Implication of increased serum stromal cell-derived factor-1 for primary biliary cholangitis.

BACKGROUND

Stromal cell-derived factor-1 (SDF-1), also called chemokine (C-X-C motif) ligand 12 (CXCL12), as a chemokine for premature B cells, T cells and monocytes, is detected in liver, pancreas, spleen and heart. However, its diagnostic value for primary biliary cholangitis (PBC) as well as the association of SDF-1 with inflammatory and fibrotic progression is unclear. The aim of this study was to determine serum stromal cell-derived factor-1 (SDF-1) level and to explore its diagnostic value for primary biliary cholangitis (PBC) as well as the association of SDF-1 with inflammatory and fibrotic progression of PBC.

METHODS

A total of 60 PBC patients who received liver biopsy, 32 age- and sex-matched patients with chronic hepatitis B (CHB) and 30 age- and sex-matched healthy controls (HC) were recruited. The sera were measured for SDF-1, interleukin-4 (IL-4), interferon gamma (IFN-γ) and IL-17 using multiplex immunoassay.
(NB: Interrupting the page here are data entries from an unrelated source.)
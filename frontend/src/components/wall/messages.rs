use common::model::testimonial::{NewTestimonial, Testimonial};

use crate::store::StoreError;

pub enum Msg {
    Loaded(Result<Vec<Testimonial>, StoreError>),
    RemoteChanged,
    OpenModal,
    CloseModal,
    Submit(NewTestimonial, Option<web_sys::File>),
    SubmitResolved(Result<Testimonial, StoreError>),
    ExpandImage(String),
    CloseImage,
}
//! Remote store client for the `testimonials` table.
//!
//! This module is the only place in the application that performs network
//! I/O. It speaks the hosted store's REST dialect (filters and ordering in
//! the query string, `Prefer: return=representation` to learn what a write
//! touched) and hands out entities, never raw rows.
//!
//! Failure policy: every operation returns a `Result`; not-found outcomes on
//! delete and approval are reported as `Ok(false)` rather than errors, since
//! the row being gone already is a benign outcome for a moderation panel.

mod error;
pub mod realtime;

pub use error::StoreError;
pub use realtime::ChangeFeed;

use base64::{engine::general_purpose, Engine as _};
use gloo_console::error;
use gloo_file::{futures::read_as_bytes, Blob};
use gloo_net::http::{Request, RequestBuilder, Response};
use serde::Serialize;
use yew::Callback;

use common::model::row::{InsertRow, TestimonialRow};
use common::model::testimonial::{NewTestimonial, Testimonial, TestimonialContent};

use crate::config::StoreConfig;

const TABLE: &str = "testimonials";

#[derive(Serialize)]
struct ApprovalPatch {
    approved: bool,
}

#[derive(Clone)]
pub struct TestimonialStore {
    config: StoreConfig,
}

impl TestimonialStore {
    pub fn new(config: StoreConfig) -> Self {
        TestimonialStore { config }
    }

    pub fn from_window() -> Self {
        TestimonialStore::new(StoreConfig::from_window())
    }

    /// All testimonials when `include_unapproved` is set (the moderator
    /// view), otherwise only approved ones. Newest first either way.
    pub async fn list(&self, include_unapproved: bool) -> Result<Vec<Testimonial>, StoreError> {
        let url = self.table_url(&list_query(include_unapproved));
        let response = self
            .with_auth(Request::get(&url))
            .send()
            .await
            .map_err(|err| network_error("listing testimonials", err))?;
        if !response.ok() {
            return Err(http_error("listing testimonials", response).await);
        }
        let rows: Vec<TestimonialRow> = response
            .json()
            .await
            .map_err(|err| decode_error("listing testimonials", err))?;
        Ok(rows.into_iter().map(Testimonial::from).collect())
    }

    /// Stores a submission and returns the record the store created for it,
    /// with its assigned id and timestamp.
    ///
    /// An attached image is embedded into the draft as a `data:` URI before
    /// anything goes on the wire; if the file cannot be read the create is
    /// aborted and no request is issued.
    pub async fn create(
        &self,
        mut draft: NewTestimonial,
        image: Option<web_sys::File>,
    ) -> Result<Testimonial, StoreError> {
        if let Some(file) = image {
            let data_uri = encode_image(file).await?;
            attach_image(&mut draft.content, data_uri);
        }

        let url = self.table_url("select=*");
        let request = self
            .with_auth(Request::post(&url))
            .header("Prefer", "return=representation")
            .json(&InsertRow::from(draft))
            .map_err(|err| decode_error("serializing submission", err))?;
        let response = request
            .send()
            .await
            .map_err(|err| network_error("storing submission", err))?;
        if !response.ok() {
            return Err(http_error("storing submission", response).await);
        }
        let rows: Vec<TestimonialRow> = response
            .json()
            .await
            .map_err(|err| decode_error("storing submission", err))?;
        rows.into_iter()
            .next()
            .map(Testimonial::from)
            .ok_or_else(|| StoreError::Decode("insert returned no rows".to_string()))
    }

    /// Deletes by id. `Ok(false)` means no row matched, which is how a
    /// repeated delete of the same id resolves.
    pub async fn remove(&self, id: &str) -> Result<bool, StoreError> {
        let url = self.table_url(&format!("{}&select=id", id_filter(id)));
        let response = self
            .with_auth(Request::delete(&url))
            .header("Prefer", "return=representation")
            .send()
            .await
            .map_err(|err| network_error("deleting testimonial", err))?;
        if !response.ok() {
            return Err(http_error("deleting testimonial", response).await);
        }
        let body = response
            .text()
            .await
            .map_err(|err| decode_error("deleting testimonial", err))?;
        affected_rows(&body)
    }

    /// Writes only the approval flag. `Ok(false)` means the row no longer
    /// exists.
    pub async fn set_approval(&self, id: &str, approved: bool) -> Result<bool, StoreError> {
        let url = self.table_url(&format!("{}&select=id", id_filter(id)));
        let request = self
            .with_auth(Request::patch(&url))
            .header("Prefer", "return=representation")
            .json(&ApprovalPatch { approved })
            .map_err(|err| decode_error("serializing approval", err))?;
        let response = request
            .send()
            .await
            .map_err(|err| network_error("updating approval", err))?;
        if !response.ok() {
            return Err(http_error("updating approval", response).await);
        }
        let body = response
            .text()
            .await
            .map_err(|err| decode_error("updating approval", err))?;
        affected_rows(&body)
    }

    /// Opens the realtime change feed for the table. `on_change` fires on
    /// every insert, update or delete; the caller is expected to reload,
    /// not to interpret the event.
    pub fn subscribe(&self, on_change: Callback<()>) -> Result<ChangeFeed, StoreError> {
        realtime::subscribe(&self.config, on_change)
    }

    fn table_url(&self, query: &str) -> String {
        format!(
            "{}/{}?{}",
            self.config.rest_url.trim_end_matches('/'),
            TABLE,
            query
        )
    }

    fn with_auth(&self, builder: RequestBuilder) -> RequestBuilder {
        if self.config.api_key.is_empty() {
            return builder;
        }
        builder
            .header("apikey", &self.config.api_key)
            .header("Authorization", &format!("Bearer {}", self.config.api_key))
    }
}

fn list_query(include_unapproved: bool) -> String {
    let mut query = String::from("select=*&order=created_at.desc");
    if !include_unapproved {
        query.push_str("&approved=eq.true");
    }
    query
}

fn id_filter(id: &str) -> String {
    format!("id=eq.{}", id)
}

/// A `return=representation` body is the array of rows the write touched.
/// Empty array means the filter matched nothing.
fn affected_rows(body: &str) -> Result<bool, StoreError> {
    let rows: Vec<serde_json::Value> = serde_json::from_str(body)
        .map_err(|err| StoreError::Decode(format!("unexpected representation body: {err}")))?;
    Ok(!rows.is_empty())
}

fn attach_image(content: &mut TestimonialContent, data_uri: String) {
    match content {
        TestimonialContent::Written { avatar_url, .. } => *avatar_url = Some(data_uri),
        TestimonialContent::Linkedin { screenshot_url, .. } => *screenshot_url = Some(data_uri),
    }
}

/// Reads the file and embeds it as a self-contained `data:` URI.
pub async fn encode_image(file: web_sys::File) -> Result<String, StoreError> {
    let mime = file.type_();
    let mime = if mime.is_empty() {
        "image/*".to_string()
    } else {
        mime
    };
    let blob = Blob::from(file);
    let bytes = read_as_bytes(&blob).await.map_err(|err| {
        error!(format!("reading attached image failed: {err}"));
        StoreError::ImageRead(err.to_string())
    })?;
    Ok(format!(
        "data:{};base64,{}",
        mime,
        general_purpose::STANDARD.encode(&bytes)
    ))
}

fn network_error(context: &str, err: gloo_net::Error) -> StoreError {
    error!(format!("{context}: {err}"));
    StoreError::Network(err.to_string())
}

fn decode_error(context: &str, err: gloo_net::Error) -> StoreError {
    error!(format!("{context}: {err}"));
    StoreError::Decode(err.to_string())
}

async fn http_error(context: &str, response: Response) -> StoreError {
    let status = response.status();
    let message = response.text().await.unwrap_or_default();
    error!(format!("{context}: status {status}: {message}"));
    StoreError::Http { status, message }
}

#[cfg(test)]
mod tests {
    use super::*;

    #[test]
    fn public_list_query_filters_and_orders() {
        let query = list_query(false);
        assert!(query.contains("approved=eq.true"));
        assert!(query.contains("order=created_at.desc"));
    }

    #[test]
    fn moderator_list_query_keeps_unapproved() {
        let query = list_query(true);
        assert!(!query.contains("approved=eq.true"));
        assert!(query.contains("order=created_at.desc"));
    }

    #[test]
    fn id_filter_targets_one_row() {
        assert_eq!(id_filter("abc123"), "id=eq.abc123");
    }

    #[test]
    fn empty_representation_means_nothing_deleted() {
        assert_eq!(affected_rows("[]").unwrap(), false);
    }

    #[test]
    fn populated_representation_means_a_row_was_touched() {
        assert_eq!(affected_rows(r#"[{"id":"abc123"}]"#).unwrap(), true);
    }

    #[test]
    fn garbage_representation_is_a_decode_error() {
        assert!(matches!(
            affected_rows("not json"),
            Err(StoreError::Decode(_))
        ));
    }
}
PBC was divided into four histologic stages according to Scheuer's classification.

RESULTS

The results showed significantly higher median level of serum SDF-1 (median, interquartile (IQR), 1186.96, 1002.05-1471.33 pg/mL) in PBC patients than those with CHB (median, IQR, 740.69,600.30-1239.27 pg/mL) and HC (median, IQR, 738.44, 687.65-879.33 pg/mL) (P < 0.001). There was no significant difference between CHB patients and HC (P = 0.526). The receiver operating characteristic curves (ROC) showed good diagnostic performance of serum SDF-1 for PBC, AMA-positive and -negative PBC. In particular for AMA-negative PBC, the area under ROC was 0.817, with optimal cutoff value of 802.64 pg/mL and the sensitivity of 100%. Serum SDF-1 level was not associated with other immune, inflammatory and fibrotic indicators, including AMA, ANA, anti-gp210, sp100 and centromere antibodies, bilirubin, ALT, AST, ALP, GGT, WBC, neutrophil, lymphocyte, platelet, Neutrophil- (NLR) and platelet-lymphocyte (PLR), AST to ALT ratio, AST to platelet ratio index (APRI) and FIB-4 index (P > 0.05). Also, there was no significant difference for serum SDF-1 among histological stages (P = 0.091). However, Serum SDF-1 level was significantly correlated with serum IL-17 (r = 0.373, P = 0.004), but not with IL-4 (r = 0.110, P = 0.407) and IFN-γ (r = 0.215, P = 0.098) in those with PBC.

CONCLUSION

Serum SDF-1 is increased in and may be a potential useful marker for PBC. Moreover, it may be associated with Th17 recruitment and differentiation in PBC. However, serum SDF-1 may not be associated with the progression of PBC.